- Chermahin Location within Iran
- Coordinates: 32°20′00″N 51°11′23″E﻿ / ﻿32.33333°N 51.18972°E
- Country: Iran
- Province: Isfahan
- County: Lenjan
- District: Bagh-e Bahadoran
- Established as a city: 1992

Area
- • Total: 15 km^{2} (5.8 sq mi)
- Elevation: 1,798 m (5,899 ft)

Population (2016)
- • Total: 13,732
- • Density: 920/km^{2} (2,400/sq mi)
- Time zone: UTC+3:30 (IRST)
- Area code: 031-5255
- Website: chermahin.ir

= Chermahin =

City in Isfahan province, Iran

Chermahin (چرمهين) (Note: Also romanized as Cher Mahīn and Chermahīn; also known as Qal‘eh Charmi) is a city in Bagh-e Bahadoran District of Lenjan County, Isfahan province, Iran.

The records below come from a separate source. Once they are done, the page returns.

use std::path::{Component, Path, PathBuf};

use crate::error::PipelineError;

/// Ordered, non-empty list of clip identifiers to concatenate
#[derive(Debug, Clone, PartialEq, Eq)]
pub struct ClipManifest {
    clips: Vec<String>,
}

impl ClipManifest {
    pub fn new(clips: Vec<String>) -> Result<Self, PipelineError> {
        if clips.is_empty() {
            return Err(PipelineError::Validation("No video names provided".to_string()));
        }
        if let Some(pos) = clips.iter().position(|c| c.trim().is_empty()) {
            return Err(PipelineError::Validation(format!(
                "Video name at position {} is empty",
                pos
            )));
        }
        Ok(Self { clips })
    }

    /// One `<word>.mp4` clip per word of `text`, punctuation around words
    /// stripped
    pub fn from_sentence(text: &str) -> Result<Self, PipelineError> {
        let clips = text
            .split_whitespace()
            .map(|w| w.trim_matches(|c: char| !c.is_alphanumeric()))
            .filter(|w| !w.is_empty())
            .map(|w| format!("{}.mp4", w))
            .collect();
        Self::new(clips)
    }

    pub fn clips(&self) -> &[String] {
        &self.clips
    }

    pub fn len(&self) -> usize {
        self.clips.len()
    }

    pub fn is_empty(&self) -> bool {
        self.clips.is_empty()
    }
}

/// A manifest entry that passed resolution
#[derive(Debug, Clone, PartialEq, Eq)]
pub struct ResolvedClip {
    pub id: String,
    pub path: PathBuf,
}

/// Directory of pre-recorded sign clips, addressed by file name
#[derive(Debug, Clone)]
pub struct ClipLibrary {
    root: PathBuf,
}

impl ClipLibrary {
    pub fn new(root: impl Into<PathBuf>) -> Self {
        Self { root: root.into() }
    }

    pub fn root(&self) -> &Path {
        &self.root
    }

    /// Map an id to an existing file inside the library.
    ///
    /// Ids must be a single plain path component; anything that could
    /// escape the library directory is a validation error.
    pub fn resolve(&self, id: &str) -> Result<ResolvedClip, PipelineError> {
        let mut components = Path::new(id).components();
        let is_plain = matches!(
            (components.next(), components.next()),
            (Some(Component::Normal(_)), None)
        );
        if !is_plain || id.contains('\\') {
            return Err(PipelineError::Validation(format!(
                "Invalid video name: {}",
                id
            )));
        }

        let path = self.root.join(id);
        if !path.is_file() {
            return Err(PipelineError::NotFound {
                clip: id.to_string(),
            });
        }

        Ok(ResolvedClip {
            id: id.to_string(),
            path,
        })
    }

    /// Resolve every entry, failing on the first invalid or missing one
    pub fn resolve_all(&self, manifest: &ClipManifest) -> Result<Vec<ResolvedClip>, PipelineError> {
        manifest.clips().iter().map(|id| self.resolve(id)).collect()
    }
}

#[cfg(test)]
mod tests {
    use super::*;

    #[test]
    fn test_empty_manifest_rejected() {
        assert!(matches!(
            ClipManifest::new(vec![]),
            Err(PipelineError::Validation(_))
        ));
        assert!(ClipManifest::new(vec!["a.mp4".into(), " ".into()]).is_err());
    }

    #[test]
    fn test_from_sentence() {
        let manifest = ClipManifest::from_sentence("Hello, my friend!").unwrap();
        assert_eq!(manifest.clips(), ["Hello.mp4", "my.mp4", "friend.mp4"]);
        assert!(ClipManifest::from_sentence(" ... ").is_err());
    }

    #[test]
    fn test_resolve_rejects_traversal() {
        let library = ClipLibrary::new("/tmp");
        for id in ["../secret.mp4", "a/b.mp4", "/etc/passwd", "..", "a\\b.mp4"] {
            assert!(
                matches!(library.resolve(id), Err(PipelineError::Validation(_))),
                "{} should be rejected",
                id
            );
        }
    }
}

As a village, it was the capital of Zirkuh Rural District (Note: Formerly Chermahin Rural District) until its capital was transferred to the village of Kachuiyeh. Chermahin was converted to a city in 1992.

==Demographics==
===Population===
At the time of the 2006 National Census, the city's population was 12,292 people in 3,035 households. The following census in 2011 counted 13,568 people in 3,650 households. The 2016 census measured the population of the city as 13,732 inhabitants in 3,943 households.